I like to stretch my nights out by reading graphic novels. Finishing a book before I brush my teeth makes me feel like I’m cheating time, which is a topic I should be discussing with my therapist, but instead I read The Lie and How We Told It by Tommi Parrish, which has a gorgeous cover and plays with the same panel size on repeat. The vibe is similar to Ottessa Moshfegh, Sally Rooney, Kate Zambreno (as in, dialogue heavy melancholy white people). Days later I finish The Liars’ Club by Mary Karr, which might ruin other memoirs for me forever. I think constantly now about her lush, spiky voice and how I wish to one day write like her. I beg my friends to read it, and to sell it to them I describe the book as 'Junie B. Jones' for adults because it is scrappy as hell.

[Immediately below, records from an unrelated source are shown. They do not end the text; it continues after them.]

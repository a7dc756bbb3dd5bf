/// Event pump between a backend and the playback controller
use crossbeam_channel::Receiver;
use recite_core::ItemKey;
use recite_playback::{AudioBackend, PlaybackController, PlaybackEvent, ResourceEvent};
use serde::Serialize;
use tracing::{debug, info, warn};

/// What happened during a session
#[derive(Debug, Clone, Default, PartialEq, Eq, Serialize)]
pub struct SessionSummary {
    /// Items that played to their end, in order
    pub finished: Vec<ItemKey>,

    /// Items that failed, with the backend's message
    pub failed: Vec<(ItemKey, String)>,

    /// Resource events that came from superseded resources
    pub stale_events: usize,
}

/// Feed backend events into `controller` until it is idle again
///
/// Every playback event is logged and passed to `observe` as it is drained.
/// If the backend's channel closes while playback is still active, the
/// controller is stopped.
pub fn run_until_idle<B: AudioBackend>(
    controller: &mut PlaybackController<B>,
    events: &Receiver<ResourceEvent>,
    mut observe: impl FnMut(&PlaybackEvent),
) -> SessionSummary {
    let mut summary = SessionSummary::default();

    loop {
        for event in controller.drain_events() {
            record(&mut summary, &event);
            observe(&event);
        }

        if controller.state().is_idle() {
            break;
        }

        match events.recv() {
            Ok(event) => {
                if !controller.handle_event(event) {
                    summary.stale_events += 1;
                }
            }
            Err(_) => {
                warn!("Audio backend disconnected, stopping playback");
                controller.stop();
            }
        }
    }

    debug!(
        finished = summary.finished.len(),
        failed = summary.failed.len(),
        "Session complete"
    );
    summary
}

fn record(summary: &mut SessionSummary, event: &PlaybackEvent) {
    match event {
        PlaybackEvent::ItemFinished { key } => summary.finished.push(key.clone()),
        PlaybackEvent::ItemFailed { key, message } => {
            summary.failed.push((key.clone(), message.clone()));
        }
        PlaybackEvent::AutoplayExhausted { group_id } => {
            info!(chapter = group_id, "Reached end of chapter");
        }
        PlaybackEvent::StateChanged { state } => {
            debug!(phase = ?state.phase(), item = ?state.current_item, "Playback state");
        }
        PlaybackEvent::ItemStarted { .. } | PlaybackEvent::AutoplayAdvanced { .. } => {}
    }
}
//! Desktop backend settings

use serde::{Deserialize, Serialize};
use std::time::Duration;

use crate::error::{AudioError, Result};

/// Settings for [`DesktopBackend`](crate::DesktopBackend)
#[derive(Debug, Clone, PartialEq, Serialize, Deserialize)]
#[serde(default)]
pub struct DesktopSettings {
    /// Whole-request timeout for fetching one clip (default: 30)
    pub request_timeout_secs: u64,

    /// Output gain, 0.0 to 1.0 (default: 1.0)
    pub volume: f32,
}

impl Default for DesktopSettings {
    fn default() -> Self {
        Self {
            request_timeout_secs: 30,
            volume: 1.0,
        }
    }
}

impl DesktopSettings {
    /// Check value ranges
    ///
    /// # Errors
    /// Returns an error if the volume is outside 0.0 to 1.0 or the timeout is zero.
    pub fn validate(&self) -> Result<()> {
        if !(0.0..=1.0).contains(&self.volume) {
            return Err(AudioError::InvalidVolume(self.volume));
        }
        if self.request_timeout_secs == 0 {
            return Err(AudioError::Network(
                "request timeout must be at least one second".to_string(),
            ));
        }
        Ok(())
    }

    /// Request timeout as a duration
    pub fn request_timeout(&self) -> Duration {
        Duration::from_secs(self.request_timeout_secs)
    }
}
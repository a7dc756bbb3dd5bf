/// CLI error types
use recite_audio_desktop::AudioError;
use recite_core::{CoreError, PlaybackItem};
use recite_playback::PlaybackError;
use thiserror::Error;

pub type Result<T> = std::result::Result<T, CliError>;

#[derive(Debug, Error)]
pub enum CliError {
    #[error("Configuration error: {0}")]
    Config(String),

    #[error("Verse {0} is not in the catalog")]
    UnknownItem(PlaybackItem),

    #[error(transparent)]
    Core(#[from] CoreError),

    #[error(transparent)]
    Playback(#[from] PlaybackError),

    #[error(transparent)]
    Audio(#[from] AudioError),
}

impl From<config::ConfigError> for CliError {
    fn from(err: config::ConfigError) -> Self {
        CliError::Config(err.to_string())
    }
}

For book club at the end of June (we picked books late last month) I read Red Russia by Tanya Thompson, which is this odd little book structured by the tarot arcana that rips at corporate speak. I enjoy it but feel weird afterward, which is soothed by Love my Life by Ebine Yamaji, a manga with such a grounded, hopeful through-line I might as well be dipping my hands in a clear stream. After that, I drive with my family to the Gaspé peninsula in Quebec to dip my hands in some actual clear streams. The first half of the trip I read 100 Boyfriends by Brontez Purnell and send my friend a bunch of quotes because we get a kick out of Brontez Purnell (as I said to S, funny, articulate, AND a musician? You can’t have it all bestie). Then, Hurricane Girl by Marcy Dermansky, which I like for its baldness and how close it feels to that hot fuzz of thinking when you have a fever. The Pervert by Remy Boydell and Michelle Perez, which is also constrained in its paneling but the protagonist is on the brink of crying almost always and so I like it way more than The Lie and How We Told It. Wetlands by Charlotte Roche (trans. Tim Mohr) gets me putting down my snacks several times but clutching tightly to the book until it's done. Surprisingly romantic also. Another romance: Acts of Service by Lillian Fishman which is wildly cerebral and frustrates me sometimes. I appreciate it still for its earnestness and highlight a shit ton of it. During a 16-hour long internet outage I hang out in a parking lot with my dad and read Dept. of Speculation by Jenny Offill, which has parts that really make me ache.
Then I spend the next few days reading The Atlas Six by Olivie Blake with my friend S, which I do not vibe with so much that deleting it off my e-reader feels like clearing out my tabs after handing in a project. Good vibes: Cold Enough for Snow by Jessica Au, which is so elegant and smooth that reading it looks like gazing into my own mind. Next to You by basso, which is understated and a has beautiful representation of silence and white space in panels. I liked pretty much everything I read this month.